◆ Given information:

impl Calendar {
    /// Create a calendar for `tz` with an explicit reset time.
    pub const fn new(tz: Tz, reset_time: NaiveTime) -> Self {
        Self { tz, reset_time }
    }

    /// Create a calendar for `tz` with the default 17:00 reset.
    pub fn with_default_reset(tz: Tz) -> Self {
        let reset_time =
            NaiveTime::from_hms_opt(DEFAULT_RESET_HOUR, 0, 0).unwrap_or(NaiveTime::MIN);
        Self::new(tz, reset_time)
    }

    /// The reference zone.
    pub const fn tz(&self) -> Tz {
        self.tz
    }

    /// The daily reset time (local).
    pub const fn reset_time(&self) -> NaiveTime {
        self.reset_time
    }

    /// Today's date in the reference zone.
    pub fn local_date(&self, now: DateTime<Utc>) -> NaiveDate {
        now.with_timezone(&self.tz).date_naive()
    }

    /// Compute elapsed days and the current year.
    ///
    /// On a rollover day (`elapsed_days mod length == 0`) the new year only
    /// takes effect at the reset time; before it, the previous year is still
    /// current.
    ///
    /// # Errors
    ///
    /// Returns [`CalendarError::InvalidEpochLength`] for a non-positive
    /// length, or [`CalendarError::Overflow`] on out-of-range values.
    pub fn status(&self, now: DateTime<Utc>, epoch: &EpochConfig) -> Result<YearStatus, CalendarError> {
        let length = checked_length(epoch)?;
        let local_now = now.with_timezone(&self.tz);
        let trigger_today = self.reset_instant(local_now.date_naive())?;

        let elapsed_secs = trigger_today
            .timestamp()
            .checked_sub(epoch.time)
            .ok_or(CalendarError::Overflow)?;
        let elapsed_days = elapsed_secs
            .checked_div_euclid(SECONDS_PER_DAY)
            .ok_or(CalendarError::Overflow)?;

        let years_elapsed = elapsed_days
            .checked_div_euclid(length)
            .ok_or(CalendarError::Overflow)?;
        let mut current_year = epoch
            .year
            .checked_add(years_elapsed)
            .ok_or(CalendarError::Overflow)?;

        let rollover_day = elapsed_days.checked_rem_euclid(length) == Some(0);
        if rollover_day && local_now.time() < self.reset_time {
            current_year = current_year.checked_sub(1).ok_or(CalendarError::Overflow)?;
        }

        Ok(YearStatus {
            elapsed_days,
            current_year,
        })
    }

    /// The instant the next year begins, or `None` while time is paused.
    ///
    /// # Errors
    ///
    /// Same as [`status`](Self::status).
    pub fn next_rollover(
        &self,
        now: DateTime<Utc>,
        epoch: &EpochConfig,
    ) -> Result<Option<DateTime<Utc>>, CalendarError> {
        if epoch.paused {
            return Ok(None);
        }
        let date = self.scheduled_rollover_date(now, epoch)?;
        self.reset_instant(date).map(Some)
    }

    /// Start and end of `year`.
    ///
    /// Past years read both boundaries from `timestamps`; the current year
    /// starts at its anchor and ends at the next rollover; later years are
    /// projected forward from the next rollover in whole epoch lengths.
    ///
    /// # Errors
    ///
    /// - [`CalendarError::InvalidYear`] if `year <= 0`
    /// - [`CalendarError::MissingAnchor`] if a past year has no anchor
    /// - [`CalendarError::RolloverSuspended`] for a future year while paused
    pub fn year_span(
        &self,
        year: i64,
        now: DateTime<Utc>,
        epoch: &EpochConfig,
        timestamps: &[u64],
    ) -> Result<YearSpan, CalendarError> {
        if year <= 0 {
            return Err(CalendarError::InvalidYear { year });
        }

        let status = self.status(now, epoch)?;
        let length = checked_length(epoch)?;

        match year.cmp(&status.current_year) {
            std::cmp::Ordering::Less => {
                let start = anchor(timestamps, year.checked_sub(1))
                    .ok_or(CalendarError::MissingAnchor { year })?;
                let end = anchor(timestamps, Some(year)).ok_or(CalendarError::MissingAnchor {
                    year: year.saturating_add(1),
                })?;
                Ok(YearSpan {
                    year,
                    phase: YearPhase::Past,
                    start,
                    end: Some(end),
                })
            }
            std::cmp::Ordering::Equal => {
                let scheduled = self.scheduled_rollover_date(now, epoch)?;
                let start = match anchor(timestamps, year.checked_sub(1)) {
                    Some(start) => start,
                    None => self.reset_instant(add_days(scheduled, length.checked_neg())?)?,
                };
                Ok(YearSpan {
                    year,
                    phase: YearPhase::Current,
                    start,
                    end: self.next_rollover(now, epoch)?,
                })
            }
            std::cmp::Ordering::Greater => {
                if epoch.paused {
                    return Err(CalendarError::RolloverSuspended);
                }
                let scheduled = self.scheduled_rollover_date(now, epoch)?;
                let years_ahead = year
                    .checked_sub(status.current_year)
                    .and_then(|d| d.checked_sub(1));
                let offset = years_ahead.and_then(|n| n.checked_mul(length));
                let start_date = add_days(scheduled, offset)?;
                let end_date = add_days(start_date, Some(length))?;
                Ok(YearSpan {
                    year,
                    phase: YearPhase::Projected,
                    start: self.reset_instant(start_date)?,
                    end: Some(self.reset_instant(end_date)?),
                })
            }
        }
    }

    /// The first reset instant strictly after `now`.
    ///
    /// # Errors
    ///
    /// Returns [`CalendarError`] if the reset time cannot be localized.
    pub fn next_reset_after(&self, now: DateTime<Utc>) -> Result<DateTime<Utc>, CalendarError> {
        let today = self.local_date(now);
        let today_reset = self.reset_instant(today)?;
        if today_reset > now {
            return Ok(today_reset);
        }
        self.reset_instant(add_days(today, Some(1))?)
    }

    /// The reset instant on a local date.
    ///
    /// # Errors
    ///
    /// Returns [`CalendarError::NonexistentLocalTime`] if the reset time
    /// falls into a daylight-saving gap on that date.
    pub fn reset_instant(&self, date: NaiveDate) -> Result<DateTime<Utc>, CalendarError> {
        self.local_instant(date.and_time(self.reset_time))
    }

    /// Local midnight on a date.
    ///
    /// # Errors
    ///
    /// Returns [`CalendarError::NonexistentLocalTime`] if midnight does not
    /// exist on that date.
    pub fn midnight(&self, date: NaiveDate) -> Result<DateTime<Utc>, CalendarError> {
        self.local_instant(date.and_time(NaiveTime::MIN))
    }

    fn local_instant(&self, local: NaiveDateTime) -> Result<DateTime<Utc>, CalendarError> {
        self.tz
            .from_local_datetime(&local)
            .earliest()
            .map(|dt| dt.with_timezone(&Utc))
            .ok_or(CalendarError::NonexistentLocalTime { local, tz: self.tz })
    }

    /// Local date of the next rollover, ignoring the pause flag.
    fn scheduled_rollover_date(
        &self,
        now: DateTime<Utc>,
        epoch: &EpochConfig,
    ) -> Result<NaiveDate, CalendarError> {
        let length = checked_length(epoch)?;
        let status = self.status(now, epoch)?;
        let local_now = now.with_timezone(&self.tz);

        let into_year = status
            .day_of_year(length)
            .ok_or(CalendarError::Overflow)?;
        let mut days_ahead = length
            .checked_sub(into_year)
            .and_then(|d| d.checked_rem_euclid(length))
            .ok_or(CalendarError::Overflow)?;
        if days_ahead == 0 && local_now.time() >= self.reset_time {
            days_ahead = length;
        }

        add_days(local_now.date_naive(), Some(days_ahead))
    }
}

◆ Directions for this task: Gather from the records above every line containing the string "YearStatus".

◆ Your solution:
    pub fn status(&self, now: DateTime<Utc>, epoch: &EpochConfig) -> Result<YearStatus, CalendarError> {
        Ok(YearStatus {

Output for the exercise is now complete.